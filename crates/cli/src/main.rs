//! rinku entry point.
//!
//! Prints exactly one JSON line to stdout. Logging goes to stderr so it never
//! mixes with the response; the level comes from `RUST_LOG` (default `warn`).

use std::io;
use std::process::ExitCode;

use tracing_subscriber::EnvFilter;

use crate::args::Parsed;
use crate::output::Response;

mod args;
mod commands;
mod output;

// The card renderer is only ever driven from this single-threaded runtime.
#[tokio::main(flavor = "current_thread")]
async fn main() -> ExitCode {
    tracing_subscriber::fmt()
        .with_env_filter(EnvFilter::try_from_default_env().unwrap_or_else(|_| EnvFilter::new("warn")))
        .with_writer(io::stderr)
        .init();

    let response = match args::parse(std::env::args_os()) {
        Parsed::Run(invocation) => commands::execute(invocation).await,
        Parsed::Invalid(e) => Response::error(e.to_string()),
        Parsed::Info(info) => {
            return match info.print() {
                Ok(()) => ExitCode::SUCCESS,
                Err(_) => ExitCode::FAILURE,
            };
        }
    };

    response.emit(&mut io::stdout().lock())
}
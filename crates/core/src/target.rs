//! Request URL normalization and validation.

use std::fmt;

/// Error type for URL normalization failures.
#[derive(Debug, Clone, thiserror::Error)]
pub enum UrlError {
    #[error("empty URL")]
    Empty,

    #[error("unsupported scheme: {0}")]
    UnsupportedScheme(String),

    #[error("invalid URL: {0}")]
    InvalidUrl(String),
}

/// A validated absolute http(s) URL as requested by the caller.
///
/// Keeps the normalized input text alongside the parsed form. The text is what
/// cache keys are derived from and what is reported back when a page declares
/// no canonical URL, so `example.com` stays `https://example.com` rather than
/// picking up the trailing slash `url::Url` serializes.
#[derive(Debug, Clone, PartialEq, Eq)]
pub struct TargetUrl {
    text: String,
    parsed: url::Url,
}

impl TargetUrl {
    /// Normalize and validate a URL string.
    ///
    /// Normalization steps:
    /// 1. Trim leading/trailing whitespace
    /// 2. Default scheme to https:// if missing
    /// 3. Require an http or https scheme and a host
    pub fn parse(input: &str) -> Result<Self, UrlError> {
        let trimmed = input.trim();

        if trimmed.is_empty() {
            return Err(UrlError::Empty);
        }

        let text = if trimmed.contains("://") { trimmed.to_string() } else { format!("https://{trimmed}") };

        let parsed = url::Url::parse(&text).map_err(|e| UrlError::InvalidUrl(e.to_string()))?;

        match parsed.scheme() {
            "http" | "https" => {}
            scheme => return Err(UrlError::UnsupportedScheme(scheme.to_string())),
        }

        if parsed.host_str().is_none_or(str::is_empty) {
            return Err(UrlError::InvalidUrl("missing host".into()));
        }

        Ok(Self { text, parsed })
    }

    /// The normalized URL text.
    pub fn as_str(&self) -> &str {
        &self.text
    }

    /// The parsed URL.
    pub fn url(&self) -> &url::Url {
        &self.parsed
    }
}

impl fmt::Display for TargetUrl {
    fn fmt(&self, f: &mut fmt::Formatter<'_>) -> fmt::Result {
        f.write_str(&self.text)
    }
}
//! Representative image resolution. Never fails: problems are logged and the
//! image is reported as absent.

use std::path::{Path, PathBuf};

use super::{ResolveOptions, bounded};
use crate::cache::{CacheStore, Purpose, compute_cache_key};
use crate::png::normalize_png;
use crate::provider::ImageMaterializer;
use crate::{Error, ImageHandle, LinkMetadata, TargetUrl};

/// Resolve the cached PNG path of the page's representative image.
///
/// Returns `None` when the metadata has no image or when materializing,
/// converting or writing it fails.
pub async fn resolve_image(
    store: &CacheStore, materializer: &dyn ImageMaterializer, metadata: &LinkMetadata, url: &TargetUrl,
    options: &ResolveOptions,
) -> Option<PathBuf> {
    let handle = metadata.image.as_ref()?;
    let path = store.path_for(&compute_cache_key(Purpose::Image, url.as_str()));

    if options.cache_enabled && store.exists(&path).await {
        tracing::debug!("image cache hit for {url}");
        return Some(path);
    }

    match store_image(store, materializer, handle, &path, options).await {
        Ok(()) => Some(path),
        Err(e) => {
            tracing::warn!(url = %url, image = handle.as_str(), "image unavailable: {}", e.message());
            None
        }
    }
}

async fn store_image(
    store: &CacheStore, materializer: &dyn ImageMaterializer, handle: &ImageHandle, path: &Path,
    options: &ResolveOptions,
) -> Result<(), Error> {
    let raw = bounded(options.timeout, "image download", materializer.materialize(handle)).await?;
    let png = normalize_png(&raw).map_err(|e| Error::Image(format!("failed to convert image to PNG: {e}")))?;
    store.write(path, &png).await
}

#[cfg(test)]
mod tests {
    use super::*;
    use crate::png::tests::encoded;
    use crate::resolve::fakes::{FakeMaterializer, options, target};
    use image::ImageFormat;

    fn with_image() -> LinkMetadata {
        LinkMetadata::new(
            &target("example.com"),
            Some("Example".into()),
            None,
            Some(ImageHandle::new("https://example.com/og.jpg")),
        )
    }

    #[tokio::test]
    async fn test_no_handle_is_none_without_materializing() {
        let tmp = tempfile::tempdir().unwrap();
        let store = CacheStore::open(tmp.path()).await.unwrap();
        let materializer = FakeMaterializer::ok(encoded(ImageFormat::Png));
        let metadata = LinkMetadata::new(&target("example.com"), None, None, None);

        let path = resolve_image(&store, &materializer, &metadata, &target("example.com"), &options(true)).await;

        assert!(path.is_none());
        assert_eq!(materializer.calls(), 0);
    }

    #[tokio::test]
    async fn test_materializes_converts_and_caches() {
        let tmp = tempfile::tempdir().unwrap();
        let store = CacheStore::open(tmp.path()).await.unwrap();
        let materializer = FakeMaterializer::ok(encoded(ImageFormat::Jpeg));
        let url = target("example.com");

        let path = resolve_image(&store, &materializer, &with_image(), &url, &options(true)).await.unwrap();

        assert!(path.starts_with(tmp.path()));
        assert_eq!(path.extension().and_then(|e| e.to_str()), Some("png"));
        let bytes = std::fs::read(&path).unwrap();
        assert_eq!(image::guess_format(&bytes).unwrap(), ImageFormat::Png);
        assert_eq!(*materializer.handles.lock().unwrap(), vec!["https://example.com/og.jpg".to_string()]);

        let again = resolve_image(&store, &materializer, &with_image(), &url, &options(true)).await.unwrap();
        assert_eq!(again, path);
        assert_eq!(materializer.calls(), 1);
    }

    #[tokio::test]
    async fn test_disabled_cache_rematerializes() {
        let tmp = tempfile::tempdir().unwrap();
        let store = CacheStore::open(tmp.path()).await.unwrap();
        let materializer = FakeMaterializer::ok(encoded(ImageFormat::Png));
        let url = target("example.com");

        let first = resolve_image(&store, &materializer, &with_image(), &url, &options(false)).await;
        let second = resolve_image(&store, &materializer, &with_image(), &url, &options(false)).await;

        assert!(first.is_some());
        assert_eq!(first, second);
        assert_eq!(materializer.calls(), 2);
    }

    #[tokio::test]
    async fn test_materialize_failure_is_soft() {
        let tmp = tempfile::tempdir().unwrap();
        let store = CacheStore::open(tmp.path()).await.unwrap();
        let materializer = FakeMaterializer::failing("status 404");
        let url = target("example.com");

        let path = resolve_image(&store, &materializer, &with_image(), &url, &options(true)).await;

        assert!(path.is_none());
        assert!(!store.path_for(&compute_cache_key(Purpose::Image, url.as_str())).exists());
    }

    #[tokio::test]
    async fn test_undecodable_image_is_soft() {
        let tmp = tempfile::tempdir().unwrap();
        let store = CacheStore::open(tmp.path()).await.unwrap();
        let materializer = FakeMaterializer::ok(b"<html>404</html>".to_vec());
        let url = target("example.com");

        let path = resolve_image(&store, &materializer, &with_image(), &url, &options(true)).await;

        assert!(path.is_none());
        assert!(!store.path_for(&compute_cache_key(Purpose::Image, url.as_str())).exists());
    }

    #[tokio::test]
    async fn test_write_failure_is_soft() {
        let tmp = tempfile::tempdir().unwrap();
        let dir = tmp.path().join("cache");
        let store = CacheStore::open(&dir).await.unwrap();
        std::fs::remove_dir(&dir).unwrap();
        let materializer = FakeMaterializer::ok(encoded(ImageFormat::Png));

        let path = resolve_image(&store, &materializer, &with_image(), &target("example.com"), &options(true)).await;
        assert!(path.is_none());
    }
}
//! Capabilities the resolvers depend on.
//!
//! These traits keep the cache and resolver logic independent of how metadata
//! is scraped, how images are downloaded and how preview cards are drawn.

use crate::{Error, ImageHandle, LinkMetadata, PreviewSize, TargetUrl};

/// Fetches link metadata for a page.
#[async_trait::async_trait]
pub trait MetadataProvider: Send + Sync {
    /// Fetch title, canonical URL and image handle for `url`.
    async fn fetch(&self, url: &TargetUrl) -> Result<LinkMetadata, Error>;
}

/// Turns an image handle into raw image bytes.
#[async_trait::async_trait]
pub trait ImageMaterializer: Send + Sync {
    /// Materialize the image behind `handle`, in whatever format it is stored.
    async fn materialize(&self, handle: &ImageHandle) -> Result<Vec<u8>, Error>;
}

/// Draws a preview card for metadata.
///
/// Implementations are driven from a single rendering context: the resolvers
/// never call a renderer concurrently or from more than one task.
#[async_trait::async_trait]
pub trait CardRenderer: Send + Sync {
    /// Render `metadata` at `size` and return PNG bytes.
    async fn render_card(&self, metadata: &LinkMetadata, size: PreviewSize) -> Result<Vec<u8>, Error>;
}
========
#### Work to be completed:
Transcribe the listing above line for line, from the first line to the line containing "mod output;", inclusive, with no other lines.

#### Solution to this exercise:
filename crates/cli/src/main.rs
//! rinku entry point.
//!
//! Prints exactly one JSON line to stdout. Logging goes to stderr so it never
//! mixes with the response; the level comes from `RUST_LOG` (default `warn`).

use std::io;
use std::process::ExitCode;

use tracing_subscriber::EnvFilter;

use crate::args::Parsed;
use crate::output::Response;

mod args;
mod commands;
mod output;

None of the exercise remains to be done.